Problem to solve
The answer must be one number: the count of lines in the data below that include "false".

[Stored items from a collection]
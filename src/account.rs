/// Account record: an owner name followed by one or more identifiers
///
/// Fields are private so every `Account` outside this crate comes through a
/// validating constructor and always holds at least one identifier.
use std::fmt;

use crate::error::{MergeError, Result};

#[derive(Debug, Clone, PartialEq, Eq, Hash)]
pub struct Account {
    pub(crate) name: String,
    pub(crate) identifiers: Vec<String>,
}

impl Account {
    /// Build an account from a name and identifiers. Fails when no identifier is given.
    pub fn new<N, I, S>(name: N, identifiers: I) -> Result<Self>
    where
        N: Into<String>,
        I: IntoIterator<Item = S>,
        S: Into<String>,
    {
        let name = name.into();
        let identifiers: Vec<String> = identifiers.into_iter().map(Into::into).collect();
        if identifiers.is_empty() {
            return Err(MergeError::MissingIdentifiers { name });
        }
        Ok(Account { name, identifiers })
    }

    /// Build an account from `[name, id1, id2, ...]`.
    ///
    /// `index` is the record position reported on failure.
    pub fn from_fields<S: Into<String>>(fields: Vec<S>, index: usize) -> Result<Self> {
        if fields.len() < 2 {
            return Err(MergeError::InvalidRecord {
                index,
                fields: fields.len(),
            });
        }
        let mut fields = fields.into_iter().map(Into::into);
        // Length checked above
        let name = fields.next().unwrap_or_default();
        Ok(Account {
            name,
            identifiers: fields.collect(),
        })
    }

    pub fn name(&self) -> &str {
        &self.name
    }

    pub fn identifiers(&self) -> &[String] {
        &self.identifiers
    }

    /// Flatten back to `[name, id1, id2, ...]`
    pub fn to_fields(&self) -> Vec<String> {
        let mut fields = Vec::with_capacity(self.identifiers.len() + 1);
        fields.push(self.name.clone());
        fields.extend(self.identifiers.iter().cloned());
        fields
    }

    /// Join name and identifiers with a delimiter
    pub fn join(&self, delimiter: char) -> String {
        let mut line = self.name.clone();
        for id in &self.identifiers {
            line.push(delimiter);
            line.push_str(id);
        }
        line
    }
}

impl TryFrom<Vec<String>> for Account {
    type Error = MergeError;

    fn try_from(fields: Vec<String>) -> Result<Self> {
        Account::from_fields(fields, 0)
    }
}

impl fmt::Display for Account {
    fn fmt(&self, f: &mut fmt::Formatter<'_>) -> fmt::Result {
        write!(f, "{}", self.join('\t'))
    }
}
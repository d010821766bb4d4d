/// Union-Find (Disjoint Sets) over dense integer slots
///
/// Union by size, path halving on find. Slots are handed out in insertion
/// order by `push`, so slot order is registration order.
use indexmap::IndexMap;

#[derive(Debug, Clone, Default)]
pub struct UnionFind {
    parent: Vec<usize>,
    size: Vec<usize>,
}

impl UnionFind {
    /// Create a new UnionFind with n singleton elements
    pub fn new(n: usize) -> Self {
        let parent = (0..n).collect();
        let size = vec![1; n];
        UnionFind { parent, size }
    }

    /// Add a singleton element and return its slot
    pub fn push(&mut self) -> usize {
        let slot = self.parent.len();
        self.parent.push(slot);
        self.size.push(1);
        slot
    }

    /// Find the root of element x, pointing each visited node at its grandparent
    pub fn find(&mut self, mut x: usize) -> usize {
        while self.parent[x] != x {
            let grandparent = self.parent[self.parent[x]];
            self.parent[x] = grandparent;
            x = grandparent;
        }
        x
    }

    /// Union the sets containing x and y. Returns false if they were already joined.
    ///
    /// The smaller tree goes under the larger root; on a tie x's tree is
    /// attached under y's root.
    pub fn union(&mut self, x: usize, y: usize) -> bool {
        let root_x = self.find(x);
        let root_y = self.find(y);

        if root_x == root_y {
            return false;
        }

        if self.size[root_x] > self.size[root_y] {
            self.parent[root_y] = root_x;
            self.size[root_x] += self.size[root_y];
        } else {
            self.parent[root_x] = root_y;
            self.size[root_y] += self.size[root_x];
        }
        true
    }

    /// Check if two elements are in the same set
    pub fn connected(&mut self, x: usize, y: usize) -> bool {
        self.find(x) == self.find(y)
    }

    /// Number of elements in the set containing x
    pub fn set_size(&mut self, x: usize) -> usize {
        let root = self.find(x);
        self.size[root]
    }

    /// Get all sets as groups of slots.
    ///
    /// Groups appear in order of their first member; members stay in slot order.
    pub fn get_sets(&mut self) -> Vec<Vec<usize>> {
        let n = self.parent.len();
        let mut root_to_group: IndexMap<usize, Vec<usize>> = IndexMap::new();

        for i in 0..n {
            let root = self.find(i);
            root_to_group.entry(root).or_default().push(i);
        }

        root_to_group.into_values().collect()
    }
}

Solution to the exercise
2